That's why I have the LAKE MX 101 (size 50) as well as the SIDI's. When I know I will have to do a bit of walking then I use the LAKE shoes. The SIDI's are the best riding shoes but are dangerous as walking shoes because of the narrow heel.


----------



## Nagaredama (Aug 2, 2004)

If anyone wants a pair of Sidi Dominator 4's in a huge size I have a pair 51's (US 16) for sale. I used them for 1 off road ride and 4 or 5 spinning classes. Great shoes but too big for me. I have really narrow feet and ended up buying some 50 narrows.

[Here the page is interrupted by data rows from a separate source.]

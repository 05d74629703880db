//! Scripted in-memory transport for tests

use crate::client::Client;
use crate::config::ClientConfig;
use crate::progress::{DataTransferListener, DataTransferStatus};
use crate::retry::RetryPolicy;
use parcel_core::{crc64, TransportError};
use parcel_net::protocol::headers;
use parcel_net::{Method, RequestBody, Transport, TransportRequest, TransportResponse};
use std::collections::VecDeque;
use std::future::Future;
use std::sync::Mutex;
use std::time::Duration;
use tokio::io::AsyncReadExt;

/// What the mock does with the next request
#[derive(Debug, Clone)]
pub enum MockBehavior {
    /// Read the whole body, then answer; with `echo_crc` the answer carries
    /// the CRC-64 of the bytes actually received
    Respond {
        response: TransportResponse,
        echo_crc: bool,
    },
    /// Fail as if the connection could not be opened; the body is untouched
    FailConnect,
    /// Read `after` bytes of the body, then drop the connection
    FailMidStream { after: usize },
    /// Read the whole body, then time out waiting for the answer
    TimeOut,
    /// Never answer
    Hang,
}

/// A request as the mock saw it
#[derive(Debug, Clone)]
pub struct RecordedRequest {
    pub method: Method,
    pub bucket: String,
    pub key: String,
    pub query: Vec<(String, String)>,
    pub headers: Vec<(String, String)>,
    pub content_length: Option<u64>,
    pub body: Vec<u8>,
}

impl RecordedRequest {
    pub fn query_value(&self, name: &str) -> Option<&str> {
        self.query
            .iter()
            .find(|(n, _)| n == name)
            .map(|(_, v)| v.as_str())
    }

    pub fn header_value(&self, name: &str) -> Option<&str> {
        self.headers
            .iter()
            .find(|(n, _)| n.eq_ignore_ascii_case(name))
            .map(|(_, v)| v.as_str())
    }
}

/// Transport answering from a script, one behavior per request
///
/// Requests beyond the end of the script fail with
/// [`TransportError::InvalidRequest`].
#[derive(Debug, Default)]
pub struct MockTransport {
    script: Mutex<VecDeque<MockBehavior>>,
    requests: Mutex<Vec<RecordedRequest>>,
}

impl MockTransport {
    pub fn new() -> Self {
        Self::default()
    }

    pub fn then(self, behavior: MockBehavior) -> Self {
        self.script
            .lock()
            .unwrap_or_else(|e| e.into_inner())
            .push_back(behavior);
        self
    }

    pub fn respond(self, response: TransportResponse) -> Self {
        self.then(MockBehavior::Respond {
            response,
            echo_crc: false,
        })
    }

    pub fn respond_echoing_crc(self, response: TransportResponse) -> Self {
        self.then(MockBehavior::Respond {
            response,
            echo_crc: true,
        })
    }

    pub fn fail_connect(self) -> Self {
        self.then(MockBehavior::FailConnect)
    }

    pub fn fail_mid_stream(self, after: usize) -> Self {
        self.then(MockBehavior::FailMidStream { after })
    }

    pub fn time_out(self) -> Self {
        self.then(MockBehavior::TimeOut)
    }

    pub fn hang(self) -> Self {
        self.then(MockBehavior::Hang)
    }

    pub fn requests(&self) -> Vec<RecordedRequest> {
        self.requests
            .lock()
            .unwrap_or_else(|e| e.into_inner())
            .clone()
    }

    pub fn request_count(&self) -> usize {
        self.requests.lock().unwrap_or_else(|e| e.into_inner()).len()
    }

    fn next_behavior(&self) -> Option<MockBehavior> {
        self.script
            .lock()
            .unwrap_or_else(|e| e.into_inner())
            .pop_front()
    }

    fn record(&self, request: RecordedRequest) {
        self.requests
            .lock()
            .unwrap_or_else(|e| e.into_inner())
            .push(request);
    }
}

async fn read_body(
    body: RequestBody<'_>,
    limit: Option<usize>,
) -> Result<Vec<u8>, TransportError> {
    let mut received = Vec::new();
    match body {
        RequestBody::Empty => {}
        RequestBody::Full(bytes) => {
            let end = limit.map_or(bytes.len(), |limit| limit.min(bytes.len()));
            received.extend_from_slice(&bytes[..end]);
        }
        RequestBody::Stream(reader) => {
            let result = match limit {
                Some(limit) => reader.take(limit as u64).read_to_end(&mut received).await,
                None => reader.read_to_end(&mut received).await,
            };
            result.map_err(TransportError::Body)?;
        }
    }
    Ok(received)
}

impl Transport for MockTransport {
    fn send<'a>(
        &'a self,
        request: TransportRequest<'a>,
    ) -> impl Future<Output = Result<TransportResponse, TransportError>> + Send + 'a {
        async move {
            let behavior = self.next_behavior();
            let mut recorded = RecordedRequest {
                method: request.method.clone(),
                bucket: request.bucket.to_string(),
                key: request.key.to_string(),
                query: request
                    .query
                    .iter()
                    .map(|(n, v)| (n.to_string(), v.clone()))
                    .collect(),
                headers: request
                    .headers
                    .iter()
                    .map(|(n, v)| (n.to_string(), v.clone()))
                    .collect(),
                content_length: request.content_length,
                body: Vec::new(),
            };

            let behavior = match behavior {
                Some(behavior) => behavior,
                None => {
                    self.record(recorded);
                    return Err(TransportError::InvalidRequest(
                        "mock transport script exhausted".to_string(),
                    ));
                }
            };

            match behavior {
                MockBehavior::FailConnect => {
                    self.record(recorded);
                    Err(TransportError::Connect("connection refused".to_string()))
                }
                MockBehavior::FailMidStream { after } => {
                    let read = read_body(request.body, Some(after)).await;
                    recorded.body = read.unwrap_or_default();
                    self.record(recorded);
                    Err(TransportError::Interrupted("connection reset by peer".to_string()))
                }
                MockBehavior::TimeOut => {
                    let read = read_body(request.body, None).await;
                    recorded.body = read.unwrap_or_default();
                    self.record(recorded);
                    Err(TransportError::Timeout(Duration::from_secs(1)))
                }
                MockBehavior::Hang => {
                    self.record(recorded);
                    std::future::pending().await
                }
                MockBehavior::Respond { response, echo_crc } => {
                    let read = read_body(request.body, None).await;
                    let body = match read {
                        Ok(body) => body,
                        Err(e) => {
                            self.record(recorded);
                            return Err(e);
                        }
                    };
                    let response = if echo_crc {
                        response.with_header(headers::HASH_CRC64ECMA, &crc64(&body).to_string())
                    } else {
                        response
                    };
                    recorded.body = body;
                    self.record(recorded);
                    Ok(response)
                }
            }
        }
    }
}

/// Listener keeping every event it receives
#[derive(Debug, Default)]
pub struct RecordingListener {
    events: Mutex<Vec<DataTransferStatus>>,
}

impl RecordingListener {
    pub fn events(&self) -> Vec<DataTransferStatus> {
        self.events.lock().unwrap_or_else(|e| e.into_inner()).clone()
    }
}

impl DataTransferListener for RecordingListener {
    fn on_transfer(&self, status: &DataTransferStatus) {
        self.events
            .lock()
            .unwrap_or_else(|e| e.into_inner())
            .push(*status);
    }
}

/// Successful part upload answer
pub fn part_response(etag: &str, request_id: &str) -> TransportResponse {
    TransportResponse::new(200)
        .with_header(headers::ETAG, etag)
        .with_header(headers::REQUEST_ID, request_id)
}

/// Error answer with a service error document
pub fn error_response(status: u16, code: &str, request_id: &str) -> TransportResponse {
    TransportResponse::new(status)
        .with_header(headers::REQUEST_ID, request_id)
        .with_body(format!(
            r#"{{"Code":"{}","Message":"{}","RequestId":"{}"}}"#,
            code, code, request_id
        ))
}

/// Configuration with fast, deterministic retries
pub fn test_config() -> ClientConfig {
    ClientConfig::new("http://mock.invalid").with_retry(
        RetryPolicy::exponential(4)
            .with_delays(Duration::from_millis(1), Duration::from_millis(5))
            .with_jitter(false),
    )
}

/// Client over a scripted transport
pub fn mock_client(transport: MockTransport, config: ClientConfig) -> Client<MockTransport> {
    Client::with_transport(transport, config)
}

With a deposit I would be willing to let someone try them on too!

Make me an offer. I am eager to get rid of them!

Scott

Despite what the picture looks like the material in heel is not blue, it is black. The lighting and digi cam made it look blue.


----------



## bigE (Jan 22, 2005)

*I might be interested in these shoes*

I sent an e-mail with a few questions about these shoes. Hope to hear from you soon.


----------



## BigMike (Jan 23, 2006)

*Need Shoes*

I'm a definite Clydesdale. 6'9" 250 lbs....just got my first bike not too long ago. I am now looking to pick up some clipins. I think the only route I can go is Sidi....anyone know which size I would be? I am thinking 51 or 52....

Anyone have any for sale or know a place to pick them up?


----------



## slug420 (Jan 2, 2007)

wow they DO make a 16!


----------



## Padre (Jan 6, 2004)

I have Sidi's size 50. They last me about 1.5 years of 12-15 a week use on and off-road.

Up to 2004 Specialized size 48 fit me. The new model didn't. But their Body Geometry was dreamy.

Sidi's are a shoe you never think of. Last year at Leadville, I was on the bike for almost 12 hours...my feet never had an issue...that's nice.


----------